### ABOUT THIS EXERCISE
Return each line of the entries that mentions the word "cursor".

MATERIAL SUPPLIED section start

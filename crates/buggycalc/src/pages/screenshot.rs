//! Screenshot naming and the report returned after a transfer

use chrono::{DateTime, Local};
use serde::Serialize;
use std::path::{Path, PathBuf};
use tracing::warn;

/// Default local directory for pulled screenshots
pub const DEFAULT_SCREENSHOT_DIR: &str = "logs/screenshots";

/// A screenshot that now lives on the local machine
#[derive(Debug, Clone, PartialEq, Eq, Serialize)]
pub struct ScreenshotReport {
    pub path: PathBuf,
    /// `(width, height)` when the file decodes as an image
    pub dimensions: Option<(u32, u32)>,
}

impl ScreenshotReport {
    /// Describe the file at `path`, probing its image header
    pub fn from_path(path: impl AsRef<Path>) -> Self {
        let path = path.as_ref().to_path_buf();
        let dimensions = match image::image_dimensions(&path) {
            Ok(dimensions) => Some(dimensions),
            Err(e) => {
                warn!("Could not read screenshot {}: {}", path.display(), e);
                None
            }
        };
        Self { path, dimensions }
    }
}

/// `"Add Two Numbers"` becomes `"add_two_numbers"`
pub fn scenario_screenshot_name(scenario: &str) -> String {
    scenario.split(' ').collect::<Vec<_>>().join("_").to_lowercase()
}

/// Format: `screenshot_yyyy-mm-dd_HH-MM-SS-mmm`
pub fn timestamped_screenshot_name() -> String {
    let now: DateTime<Local> = Local::now();
    format!("screenshot_{}", now.format("%Y-%m-%d_%H-%M-%S-%3f"))
}
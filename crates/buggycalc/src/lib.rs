//! buggycalc: UI test harness for the buggycalc Android calculator
//!
//! This library drives a single attached Android device through `adb`:
//! - ADB gateway that runs fixed command lines with a timeout
//! - Parser that finds element bounds and text in uiautomator dumps
//! - Calculator page object composing the two into UI actions
//!
//! # Example
//!
//! ```no_run
//! use buggycalc::{CalculatorPage, Field, DEFAULT_ACTIVITY, DEFAULT_PACKAGE};
//!
//! fn main() -> buggycalc::Result<()> {
//!     let calculator = CalculatorPage::connect(DEFAULT_PACKAGE, DEFAULT_ACTIVITY)?;
//!     calculator.launch()?;
//!
//!     let result = calculator.perform_calculation(Field::Add, Some("1"), Some("2"))?;
//!     println!("Result: {}", result);
//!
//!     calculator.close()
//! }
//! ```

// Core modules
pub mod error;

// Configuration module
pub mod config;

// Device gateway
pub mod adb;

// Core functionality
pub mod pages;
pub mod parser;

#[cfg(test)]
pub(crate) mod testing;

// Re-export commonly used types and functions
pub use error::{HarnessError, Result};

// Config re-exports
pub use config::{
    list_valid_fields, CommandTimingConfig, Field, PageTimingConfig, TimingConfig,
    DEFAULT_ACTIVITY, DEFAULT_PACKAGE, TIMING_CONFIG,
};

// ADB re-exports
pub use adb::{adb_command, AdbController, CommandRunner, InputValue, SystemRunner};

// Parser re-exports
pub use parser::{Bounds, UiParser};

// Page re-exports
pub use pages::{
    scenario_screenshot_name, timestamped_screenshot_name, CalculatorPage, FieldSnapshot,
    ScreenshotReport, DEFAULT_SCREENSHOT_DIR,
};
//! External process execution with a fixed timeout

use crate::config::TIMING_CONFIG;
use crate::error::{HarnessError, Result};
use std::process::Stdio;
use std::time::Duration;
use tokio::process::Command;
use tokio::runtime::{Builder, Runtime};
use tracing::debug;

/// Runs one external command line to completion
///
/// Implementations return captured stdout on a zero exit status (an empty
/// string when output is not captured) and report every failure as
/// [`HarnessError::DeviceCommand`].
pub trait CommandRunner {
    fn run(&self, command: &[String], capture_output: bool) -> Result<String>;
}

impl<R: CommandRunner + ?Sized> CommandRunner for &R {
    fn run(&self, command: &[String], capture_output: bool) -> Result<String> {
        (**self).run(command, capture_output)
    }
}

/// Runs commands as real child processes
///
/// Calls block the current thread and must not be made from inside another
/// async runtime. A dedicated current-thread runtime drives the child and its
/// timeout; a child that outlives the timeout is killed.
pub struct SystemRunner {
    runtime: Runtime,
    timeout: Duration,
}

impl SystemRunner {
    /// Create a runner using the configured command timeout
    pub fn new() -> Result<Self> {
        Self::with_timeout(TIMING_CONFIG.command.timeout())
    }

    /// Create a runner with a custom timeout
    pub fn with_timeout(timeout: Duration) -> Result<Self> {
        let runtime = Builder::new_current_thread()
            .enable_all()
            .build()
            .map_err(HarnessError::Io)?;
        Ok(Self { runtime, timeout })
    }

    pub fn timeout(&self) -> Duration {
        self.timeout
    }
}

impl CommandRunner for SystemRunner {
    fn run(&self, command: &[String], capture_output: bool) -> Result<String> {
        let (program, args) = command
            .split_first()
            .ok_or_else(|| HarnessError::DeviceCommand("Empty command".to_string()))?;
        let line = command.join(" ");

        debug!("Executing command: {:?}", command);

        let mut cmd = Command::new(program);
        cmd.args(args).stdin(Stdio::null()).kill_on_drop(true);
        if capture_output {
            cmd.stdout(Stdio::piped()).stderr(Stdio::piped());
        } else {
            cmd.stdout(Stdio::inherit()).stderr(Stdio::inherit());
        }

        let timeout = self.timeout;
        let output = self
            .runtime
            .block_on(async { tokio::time::timeout(timeout, cmd.output()).await })
            .map_err(|_| {
                HarnessError::DeviceCommand(format!(
                    "Command timed out after {:?}: {}",
                    timeout, line
                ))
            })?
            .map_err(|e| HarnessError::DeviceCommand(format!("Could not run '{}': {}", line, e)))?;

        if !output.status.success() {
            let status = output
                .status
                .code()
                .map(|code| code.to_string())
                .unwrap_or_else(|| "unknown (terminated by signal)".to_string());
            let stderr = String::from_utf8_lossy(&output.stderr);
            let mut cause = format!(
                "Command '{}' returned non-zero exit status {}",
                line, status
            );
            if !stderr.trim().is_empty() {
                cause.push_str(": ");
                cause.push_str(stderr.trim());
            }
            return Err(HarnessError::DeviceCommand(cause));
        }

        debug!("Finished successfully");
        Ok(String::from_utf8_lossy(&output.stdout).into_owned())
    }
}

#[cfg(all(test, unix))]
mod tests {
    use super::*;

    fn sh(script: &str) -> Vec<String> {
        vec!["sh".to_string(), "-c".to_string(), script.to_string()]
    }

    fn runner() -> SystemRunner {
        SystemRunner::with_timeout(Duration::from_secs(5)).unwrap()
    }

    #[test]
    fn test_captures_stdout() {
        let out = runner().run(&sh("printf 'hello'"), true).unwrap();
        assert_eq!(out, "hello");
    }

    #[test]
    fn test_uncaptured_output_returns_empty() {
        let out = runner().run(&sh("true"), false).unwrap();
        assert!(out.is_empty());
    }

    #[test]
    fn test_non_zero_exit_is_device_command_error() {
        let err = runner()
            .run(&sh("echo boom >&2; exit 3"), true)
            .unwrap_err();
        match err {
            HarnessError::DeviceCommand(cause) => {
                assert!(cause.contains("exit status 3"), "{cause}");
                assert!(cause.contains("boom"), "{cause}");
            }
            other => panic!("unexpected error: {other}"),
        }
    }

    #[test]
    fn test_timeout_is_device_command_error() {
        let runner = SystemRunner::with_timeout(Duration::from_millis(100)).unwrap();
        let err = runner.run(&sh("sleep 5"), true).unwrap_err();
        match err {
            HarnessError::DeviceCommand(cause) => assert!(cause.contains("timed out"), "{cause}"),
            other => panic!("unexpected error: {other}"),
        }
    }

    #[test]
    fn test_empty_command_is_rejected() {
        let err = runner().run(&[], true).unwrap_err();
        assert!(matches!(err, HarnessError::DeviceCommand(_)));
    }

    #[test]
    fn test_missing_program_is_device_command_error() {
        let command = vec!["buggycalc-definitely-not-a-program".to_string()];
        let err = runner().run(&command, true).unwrap_err();
        assert!(matches!(err, HarnessError::DeviceCommand(_)));
    }
}
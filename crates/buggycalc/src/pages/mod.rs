//! Page objects
//!
//! - `calculator`: UI operations on the calculator screen
//! - `screenshot`: Screenshot naming and transfer reports

mod calculator;
mod screenshot;

pub use calculator::{CalculatorPage, FieldSnapshot};
pub use screenshot::{
    scenario_screenshot_name, timestamped_screenshot_name, ScreenshotReport,
    DEFAULT_SCREENSHOT_DIR,
};
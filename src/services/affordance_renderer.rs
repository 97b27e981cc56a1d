//! Affordance Renderer: placement, styling and per-state views of the
//! floating save button.
//!
//! The stylesheet is only ever injected into the isolated render root, so
//! every rule is scoped to the button's own class.

use crate::types::affordance::{
    AffordancePosition, AffordanceState, AffordanceVariant, AffordanceView, SelectionRect, Viewport,
};
use crate::types::settings::LayoutSettings;

/// Base class carried by the button in every state.
pub const AFFORDANCE_CLASS: &str = "whs-floating-btn";

pub const LABEL_SHOWN: &str = "Save Highlight?";
pub const LABEL_SAVING: &str = "Saving...";
pub const LABEL_SUCCESS: &str = "✓ Saved!";
pub const LABEL_ERROR: &str = "⚠ Error";

/// Per-variant gradient colors.
struct Palette;
impl Palette {
    const IDLE: (&'static str, &'static str) = ("#667eea", "#764ba2");
    const SUCCESS: (&'static str, &'static str) = ("#10b981", "#059669");
    const ERROR: (&'static str, &'static str) = ("#ef4444", "#dc2626");
    const IDLE_SHADOW: &'static str = "102, 126, 234";
    const SUCCESS_SHADOW: &'static str = "16, 185, 129";
    const ERROR_SHADOW: &'static str = "239, 68, 68";
}

impl AffordanceVariant {
    /// Modifier class appended to [`AFFORDANCE_CLASS`].
    pub fn class_name(self) -> &'static str {
        match self {
            AffordanceVariant::Idle => "whs-floating-btn--idle",
            AffordanceVariant::Saving => "whs-floating-btn--saving",
            AffordanceVariant::Success => "whs-floating-btn--success",
            AffordanceVariant::Error => "whs-floating-btn--error",
        }
    }
}

/// Places the affordance centred above the selection.
///
/// Falls back to below the selection when there is not enough room above,
/// and clamps horizontally so the button keeps `margin` from both edges.
pub fn compute_position(
    rect: &SelectionRect,
    viewport: &Viewport,
    layout: &LayoutSettings,
) -> AffordancePosition {
    let mut top = rect.top - layout.height - layout.offset;
    let mut left = rect.left + rect.width / 2.0 - layout.width / 2.0;

    if top < layout.margin {
        top = rect.bottom + layout.offset;
    }
    if left < layout.margin {
        left = layout.margin;
    }
    if left + layout.width > viewport.width - layout.margin {
        left = viewport.width - layout.width - layout.margin;
    }

    AffordancePosition { top, left }
}

/// Builds the view the host draws for `state`, or `None` when hidden.
pub fn view_for(state: &AffordanceState, position: AffordancePosition) -> Option<AffordanceView> {
    let (label, variant, tooltip) = match state {
        AffordanceState::Hidden => return None,
        AffordanceState::Shown => (LABEL_SHOWN, AffordanceVariant::Idle, None),
        AffordanceState::Saving => (LABEL_SAVING, AffordanceVariant::Saving, None),
        AffordanceState::Success => (LABEL_SUCCESS, AffordanceVariant::Success, None),
        AffordanceState::Error(err) => (
            LABEL_ERROR,
            AffordanceVariant::Error,
            Some(err.user_message().to_string()),
        ),
    };
    Some(AffordanceView {
        label: label.to_string(),
        position,
        variant,
        tooltip,
    })
}

fn gradient(colors: (&str, &str)) -> String {
    format!("linear-gradient(135deg, {} 0%, {} 100%)", colors.0, colors.1)
}

fn shadow(rgb: &str) -> String {
    format!("0 8px 16px rgba({rgb}, 0.4), 0 4px 8px rgba(0, 0, 0, 0.2)")
}

/// Stylesheet injected into the isolated root next to the button.
///
/// Every declaration is `!important` so nothing the page manages to inherit
/// through the root can override it.
pub fn stylesheet() -> String {
    let base = AFFORDANCE_CLASS;
    let mut css = String::with_capacity(2048);

    css.push_str(&format!(
        ".{base} {{\
position: fixed !important;\
z-index: 2147483647 !important;\
background: {bg} !important;\
color: white !important;\
border: none !important;\
border-radius: 12px !important;\
padding: 10px 18px !important;\
font-family: -apple-system, BlinkMacSystemFont, \"Segoe UI\", Roboto, \"Helvetica Neue\", Arial, sans-serif !important;\
font-size: 13px !important;\
font-weight: 600 !important;\
cursor: pointer !important;\
box-shadow: {shadow} !important;\
transition: all 0.3s cubic-bezier(0.4, 0, 0.2, 1) !important;\
pointer-events: auto !important;\
margin: 0 !important;\
display: block !important;\
visibility: visible !important;\
opacity: 1 !important;\
letter-spacing: 0.3px !important;\
}}",
        bg = gradient(Palette::IDLE),
        shadow = shadow(Palette::IDLE_SHADOW),
    ));
    css.push_str(&format!(
        ".{base}:hover {{background: {} !important; transform: translateY(-2px) !important;}}",
        gradient((Palette::IDLE.1, Palette::IDLE.0)),
    ));
    css.push_str(&format!(
        ".{base}:active {{transform: translateY(0) !important;}}"
    ));
    css.push_str(&format!(
        ".{}.{} {{cursor: progress !important; opacity: 0.85 !important;}}",
        base,
        AffordanceVariant::Saving.class_name(),
    ));
    for (variant, colors, rgb) in [
        (AffordanceVariant::Success, Palette::SUCCESS, Palette::SUCCESS_SHADOW),
        (AffordanceVariant::Error, Palette::ERROR, Palette::ERROR_SHADOW),
    ] {
        css.push_str(&format!(
            ".{}.{} {{background: {} !important; box-shadow: {} !important;}}",
            base,
            variant.class_name(),
            gradient(colors),
            shadow(rgb),
        ));
    }
    css
}
use serde::{Deserialize, Serialize};

/// Storage key holding the whole collection of saved highlights.
pub const HIGHLIGHTS_KEY: &str = "highlights";

/// A text selection saved together with the page it came from.
///
/// Items are immutable once created; the only mutation the collection sees
/// is prepend-on-save and filter-on-delete.
#[derive(Debug, Clone, PartialEq, Eq, Serialize, Deserialize)]
pub struct SavedHighlight {
    /// Creation timestamp in milliseconds since the epoch.
    pub id: i64,
    pub text: String,
    pub url: String,
    pub title: String,
    /// Locale-formatted capture date.
    pub date: String,
}

/// Ordered list of highlights, newest first.
pub type Collection = Vec<SavedHighlight>;

/// Page metadata read at the moment a save is requested.
#[derive(Debug, Clone, PartialEq, Eq)]
pub struct PageSnapshot {
    pub url: String,
    pub title: String,
}

/// Clock readings taken at the moment a save is requested.
#[derive(Debug, Clone, PartialEq, Eq)]
pub struct CaptureStamp {
    pub id: i64,
    pub date: String,
}

impl SavedHighlight {
    /// Builds a new highlight from captured text and call-time metadata.
    pub fn capture(text: &str, page: PageSnapshot, stamp: CaptureStamp) -> Self {
        Self {
            id: stamp.id,
            text: text.to_string(),
            url: page.url,
            title: page.title,
            date: stamp.date,
        }
    }
}
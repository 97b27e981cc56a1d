// Data: ~/Library/Application Support/highlight-saver

use std::env;
use std::path::PathBuf;

use super::APP_DIR_NAME;

pub fn get_data_dir() -> PathBuf {
    let home = env::var("HOME").unwrap_or_else(|_| String::from("/tmp"));
    PathBuf::from(home)
        .join("Library")
        .join("Application Support")
        .join(APP_DIR_NAME)
}
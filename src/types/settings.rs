use serde::{Deserialize, Serialize};
use std::time::Duration;

/// Delay before reading the selection after a selection-end signal.
pub const DEFAULT_DEBOUNCE_MS: u64 = 10;
/// How long the success state stays on screen.
pub const DEFAULT_SUCCESS_DISPLAY_MS: u64 = 1500;
/// How long the error state stays on screen.
pub const DEFAULT_ERROR_DISPLAY_MS: u64 = 2000;
/// Grace period between dismissing the affordance and releasing the save lock.
pub const DEFAULT_LOCK_RELEASE_MS: u64 = 100;

pub const DEFAULT_AFFORDANCE_WIDTH: f64 = 120.0;
pub const DEFAULT_AFFORDANCE_HEIGHT: f64 = 35.0;
/// Gap between the selection and the affordance.
pub const DEFAULT_AFFORDANCE_OFFSET: f64 = 10.0;
/// Minimum distance kept from the viewport edges.
pub const DEFAULT_VIEWPORT_MARGIN: f64 = 5.0;

/// Local storage quota of the host key-value store.
pub const DEFAULT_STORAGE_QUOTA_BYTES: usize = 10 * 1024 * 1024;
/// Titles longer than this are truncated in the list view.
pub const DEFAULT_TITLE_MAX_CHARS: usize = 30;

/// Top-level configuration container.
///
/// Every knob is cosmetic or a timing-compatibility setting; none of them
/// affects what gets persisted.
#[derive(Debug, Clone, Serialize, Deserialize, PartialEq, Default)]
#[serde(default)]
pub struct SaverConfig {
    pub timing: TimingSettings,
    pub layout: LayoutSettings,
    pub storage: StorageSettings,
}

impl SaverConfig {
    /// Builds a config from defaults overridden by `HIGHLIGHT_SAVER_*` variables.
    ///
    /// Variables that are missing or fail to parse keep their default.
    pub fn from_env() -> Self {
        let d = Self::default();
        Self {
            timing: TimingSettings {
                debounce_ms: env_parse("HIGHLIGHT_SAVER_DEBOUNCE_MS", d.timing.debounce_ms),
                success_display_ms: env_parse(
                    "HIGHLIGHT_SAVER_SUCCESS_DISPLAY_MS",
                    d.timing.success_display_ms,
                ),
                error_display_ms: env_parse(
                    "HIGHLIGHT_SAVER_ERROR_DISPLAY_MS",
                    d.timing.error_display_ms,
                ),
                lock_release_ms: env_parse(
                    "HIGHLIGHT_SAVER_LOCK_RELEASE_MS",
                    d.timing.lock_release_ms,
                ),
            },
            layout: LayoutSettings {
                width: env_parse("HIGHLIGHT_SAVER_AFFORDANCE_WIDTH", d.layout.width),
                height: env_parse("HIGHLIGHT_SAVER_AFFORDANCE_HEIGHT", d.layout.height),
                offset: env_parse("HIGHLIGHT_SAVER_AFFORDANCE_OFFSET", d.layout.offset),
                margin: env_parse("HIGHLIGHT_SAVER_VIEWPORT_MARGIN", d.layout.margin),
            },
            storage: StorageSettings {
                quota_bytes: env_parse("HIGHLIGHT_SAVER_QUOTA_BYTES", d.storage.quota_bytes),
                title_max_chars: env_parse(
                    "HIGHLIGHT_SAVER_TITLE_MAX_CHARS",
                    d.storage.title_max_chars,
                ),
            },
        }
    }
}

/// Parses an environment variable, falling back to `default`.
pub fn env_parse<T>(key: &str, default: T) -> T
where
    T: std::str::FromStr + Copy,
{
    std::env::var(key)
        .ok()
        .and_then(|v| v.trim().parse::<T>().ok())
        .unwrap_or(default)
}

/// Debounce and display delays.
#[derive(Debug, Clone, Serialize, Deserialize, PartialEq)]
#[serde(default)]
pub struct TimingSettings {
    pub debounce_ms: u64,
    pub success_display_ms: u64,
    pub error_display_ms: u64,
    pub lock_release_ms: u64,
}

impl TimingSettings {
    pub fn debounce(&self) -> Duration {
        Duration::from_millis(self.debounce_ms)
    }

    pub fn success_display(&self) -> Duration {
        Duration::from_millis(self.success_display_ms)
    }

    pub fn error_display(&self) -> Duration {
        Duration::from_millis(self.error_display_ms)
    }

    pub fn lock_release(&self) -> Duration {
        Duration::from_millis(self.lock_release_ms)
    }
}

impl Default for TimingSettings {
    fn default() -> Self {
        Self {
            debounce_ms: DEFAULT_DEBOUNCE_MS,
            success_display_ms: DEFAULT_SUCCESS_DISPLAY_MS,
            error_display_ms: DEFAULT_ERROR_DISPLAY_MS,
            lock_release_ms: DEFAULT_LOCK_RELEASE_MS,
        }
    }
}

/// Affordance geometry.
#[derive(Debug, Clone, Serialize, Deserialize, PartialEq)]
#[serde(default)]
pub struct LayoutSettings {
    pub width: f64,
    pub height: f64,
    pub offset: f64,
    pub margin: f64,
}

impl Default for LayoutSettings {
    fn default() -> Self {
        Self {
            width: DEFAULT_AFFORDANCE_WIDTH,
            height: DEFAULT_AFFORDANCE_HEIGHT,
            offset: DEFAULT_AFFORDANCE_OFFSET,
            margin: DEFAULT_VIEWPORT_MARGIN,
        }
    }
}

/// Storage limits and list presentation.
#[derive(Debug, Clone, Serialize, Deserialize, PartialEq)]
#[serde(default)]
pub struct StorageSettings {
    pub quota_bytes: usize,
    pub title_max_chars: usize,
}

impl Default for StorageSettings {
    fn default() -> Self {
        Self {
            quota_bytes: DEFAULT_STORAGE_QUOTA_BYTES,
            title_max_chars: DEFAULT_TITLE_MAX_CHARS,
        }
    }
}
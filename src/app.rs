//! App Core for Highlight Saver.
//!
//! Wires the local store, the extension runtime and configuration together,
//! and attaches selection watchers to pages.

use std::path::Path;
use std::rc::Rc;

use tracing::info;

use crate::database::connection::Database;
use crate::host::{Clock, HostPage, SystemClock};
use crate::managers::highlight_manager::HighlightManager;
use crate::managers::selection_watcher::SelectionWatcher;
use crate::managers::watcher_driver::{WatcherDriver, WatcherHandle};
use crate::services::extension_runtime::{ExtensionRuntime, RuntimeHandle};
use crate::services::persistence_gateway::PersistenceGateway;
use crate::types::settings::SaverConfig;

/// Central struct holding the store and the runtime every component shares.
///
/// Single-threaded: the store connection is shared through `Rc`, matching the
/// one-task event loop the watchers run on.
pub struct App {
    pub db: Rc<Database>,
    pub runtime: ExtensionRuntime,
    pub config: SaverConfig,
}

impl App {
    /// Opens the store at `db_path` with configuration taken from the environment.
    pub fn new<P: AsRef<Path>>(db_path: P) -> Result<Self, rusqlite::Error> {
        let db = Database::open(db_path)?;
        Ok(Self::from_database(db, SaverConfig::from_env()))
    }

    /// Opens the store in the platform data directory.
    pub fn open_default() -> Result<Self, rusqlite::Error> {
        let db = Database::open_default()?;
        Ok(Self::from_database(db, SaverConfig::from_env()))
    }

    /// In-memory store with default configuration; nothing survives the drop.
    pub fn in_memory() -> Result<Self, rusqlite::Error> {
        let db = Database::open_in_memory()?;
        Ok(Self::from_database(db, SaverConfig::default()))
    }

    pub fn from_database(db: Database, config: SaverConfig) -> Self {
        let db = Rc::new(db);
        let handle = RuntimeHandle::new();
        let runtime =
            ExtensionRuntime::new(db.clone(), handle).with_quota(config.storage.quota_bytes);
        info!(
            extension_id = %runtime.handle().id().unwrap_or_default(),
            "highlight saver ready"
        );
        Self {
            db,
            runtime,
            config,
        }
    }

    /// Handle the host uses to revoke the runtime (e.g. on extension reload).
    pub fn runtime_handle(&self) -> RuntimeHandle {
        self.runtime.handle().clone()
    }

    pub fn gateway(&self) -> PersistenceGateway<ExtensionRuntime> {
        PersistenceGateway::new(self.runtime.clone())
    }

    /// The list view over the saved collection.
    pub fn highlight_manager(&self) -> HighlightManager<ExtensionRuntime> {
        HighlightManager::new(self.runtime.clone())
            .with_title_max_chars(self.config.storage.title_max_chars)
    }

    /// Builds a watcher for `page` using the given clock.
    pub fn watcher_with_clock<P: HostPage, C: Clock>(
        &self,
        page: P,
        clock: C,
    ) -> SelectionWatcher<P, ExtensionRuntime, C> {
        SelectionWatcher::new(page, self.gateway(), clock, self.config.clone())
    }

    /// Attaches a watcher to `page`. The host awaits the driver's `run()` and
    /// posts page events through the returned handle.
    pub fn attach<P: HostPage>(
        &self,
        page: P,
    ) -> (WatcherDriver<P, ExtensionRuntime, SystemClock>, WatcherHandle) {
        WatcherDriver::new(self.watcher_with_clock(page, SystemClock))
    }
}
use serde::{Deserialize, Serialize};

use super::errors::SaveError;

/// Bounding rectangle of a selection range, in viewport coordinates.
#[derive(Debug, Clone, Copy, PartialEq, Default, Serialize, Deserialize)]
pub struct SelectionRect {
    pub top: f64,
    pub left: f64,
    pub bottom: f64,
    pub right: f64,
    pub width: f64,
    pub height: f64,
}

impl SelectionRect {
    /// Builds a rect from its origin and size.
    pub fn new(left: f64, top: f64, width: f64, height: f64) -> Self {
        Self {
            top,
            left,
            bottom: top + height,
            right: left + width,
            width,
            height,
        }
    }
}

/// Size of the visible viewport.
#[derive(Debug, Clone, Copy, PartialEq, Serialize, Deserialize)]
pub struct Viewport {
    pub width: f64,
    pub height: f64,
}

/// Fixed (viewport-relative) placement of the affordance.
#[derive(Debug, Clone, Copy, PartialEq, Serialize, Deserialize)]
pub struct AffordancePosition {
    pub top: f64,
    pub left: f64,
}

/// The live text selection as reported by the host page.
#[derive(Debug, Clone, PartialEq, Default)]
pub struct Selection {
    pub text: String,
    /// `None` when the selection has no range.
    pub rect: Option<SelectionRect>,
}

impl Selection {
    pub fn new(text: &str, rect: SelectionRect) -> Self {
        Self {
            text: text.to_string(),
            rect: Some(rect),
        }
    }

    /// Selection text with surrounding whitespace removed.
    pub fn trimmed(&self) -> &str {
        self.text.trim()
    }
}

/// Where a selection-end signal originated.
#[derive(Debug, Clone, Copy, PartialEq, Eq)]
pub enum EventOrigin {
    /// Ordinary host page content.
    Page,
    /// The affordance button itself, or one of its children.
    Affordance,
    /// Anything inside the isolated render container.
    IsolatedRoot,
}

impl EventOrigin {
    /// Signals raised by our own UI never trigger a new affordance.
    pub fn is_own_ui(self) -> bool {
        !matches!(self, EventOrigin::Page)
    }
}

/// Lifecycle of the floating affordance.
#[derive(Debug, Clone, PartialEq, Default)]
pub enum AffordanceState {
    #[default]
    Hidden,
    Shown,
    Saving,
    Success,
    Error(SaveError),
}

/// Visual variant of the affordance; maps to distinct styling.
#[derive(Debug, Clone, Copy, PartialEq, Eq, Serialize, Deserialize)]
#[serde(rename_all = "snake_case")]
pub enum AffordanceVariant {
    Idle,
    Saving,
    Success,
    Error,
}

/// What the host draws inside the isolated render target.
#[derive(Debug, Clone, PartialEq, Serialize, Deserialize)]
pub struct AffordanceView {
    pub label: String,
    pub position: AffordancePosition,
    pub variant: AffordanceVariant,
    /// Inspectable reason shown on hover; set in the error state.
    pub tooltip: Option<String>,
}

MATERIAL SUPPLIED section end

### TASK SOLUTION
cursor: pointer !important;\
        ".{}.{} {{cursor: progress !important; opacity: 0.85 !important;}}",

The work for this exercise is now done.